═════ Entries provided
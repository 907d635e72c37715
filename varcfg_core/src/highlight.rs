use logos::Logos;

/// CSS class applied to `//` comments.
pub const COMMENT_CLASS: &str = "hl-comment";
/// CSS class applied to preprocessor directives.
pub const KEYWORD_CLASS: &str = "hl-keyword";
/// CSS class applied to string literals.
pub const STRING_CLASS: &str = "hl-string";
/// CSS class applied to bare numbers.
pub const NUMBER_CLASS: &str = "hl-number";

/// Raw tokens for the small preprocessor subset a generated header uses.
///
/// Every byte of the input is covered by some token so the walker never has
/// to guess where an error span ends.
#[derive(Logos, Debug, Clone, Copy, PartialEq, Eq)]
enum RawToken {
	#[regex(r"//[^\n]*", allow_greedy = true)]
	Comment,
	#[token("#pragma")]
	#[token("#define")]
	#[token("#ifndef")]
	#[token("#endif")]
	Directive,
	#[regex(r#""([^"\\\n]|\\[^\n])*""#)]
	String,
	#[regex(r"[0-9]+")]
	Number,
	#[regex(r"[A-Za-z_][A-Za-z0-9_]*")]
	Word,
	#[token("\n")]
	Newline,
	#[token("/")]
	#[token("#")]
	#[token("\"")]
	Punct,
	#[regex(r#"[^A-Za-z0-9_\n"/#]+"#)]
	Other,
}

/// Escape text for insertion into HTML content or attribute values.
///
/// `&` becomes `&amp;` and is never applied to the output of another
/// replacement, so existing entities in the input are escaped exactly once.
pub fn escape_html(text: &str) -> String {
	let mut escaped = String::with_capacity(text.len());

	for ch in text.chars() {
		match ch {
			'&' => escaped.push_str("&amp;"),
			'<' => escaped.push_str("&lt;"),
			'>' => escaped.push_str("&gt;"),
			'"' => escaped.push_str("&quot;"),
			'\'' => escaped.push_str("&#39;"),
			_ => escaped.push(ch),
		}
	}

	escaped
}

/// Turn raw header text into HTML-safe markup for display.
///
/// The text is tokenized first and every token is escaped before it is
/// wrapped, so nothing from the input reaches the output unescaped. The
/// result is for display only and is never parsed back.
pub fn highlight(raw: &str) -> String {
	let mut output = String::with_capacity(raw.len() * 2);
	let bytes = raw.as_bytes();
	let mut at_line_start = true;

	for (token, span) in RawToken::lexer(raw).spanned() {
		let slice = &raw[span.clone()];

		let class = match token {
			Ok(RawToken::Comment) => Some(COMMENT_CLASS),
			Ok(RawToken::Directive) => {
				(at_line_start && !is_word_byte(bytes.get(span.end))).then_some(KEYWORD_CLASS)
			}
			Ok(RawToken::String) => Some(STRING_CLASS),
			Ok(RawToken::Number) => {
				let before = span.start.checked_sub(1).and_then(|index| bytes.get(index));
				let after = bytes.get(span.end);
				(!is_word_byte(before) && !is_word_byte(after)).then_some(NUMBER_CLASS)
			}
			Ok(RawToken::Word | RawToken::Newline | RawToken::Punct | RawToken::Other) | Err(()) => {
				None
			}
		};

		match class {
			Some(class) => push_span(&mut output, class, slice),
			None => output.push_str(&escape_html(slice)),
		}

		at_line_start = matches!(token, Ok(RawToken::Newline));
	}

	output
}

fn push_span(output: &mut String, class: &str, text: &str) {
	output.push_str("<span class=\"");
	output.push_str(class);
	output.push_str("\">");
	output.push_str(&escape_html(text));
	output.push_str("</span>");
}

fn is_word_byte(byte: Option<&u8>) -> bool {
	byte.is_some_and(|byte| byte.is_ascii_alphanumeric() || *byte == b'_')
}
══════════
Which of the lines above carry the string "Logos"? Copy every one.

use logos::Logos;
#[derive(Logos, Debug, Clone, Copy, PartialEq, Eq)]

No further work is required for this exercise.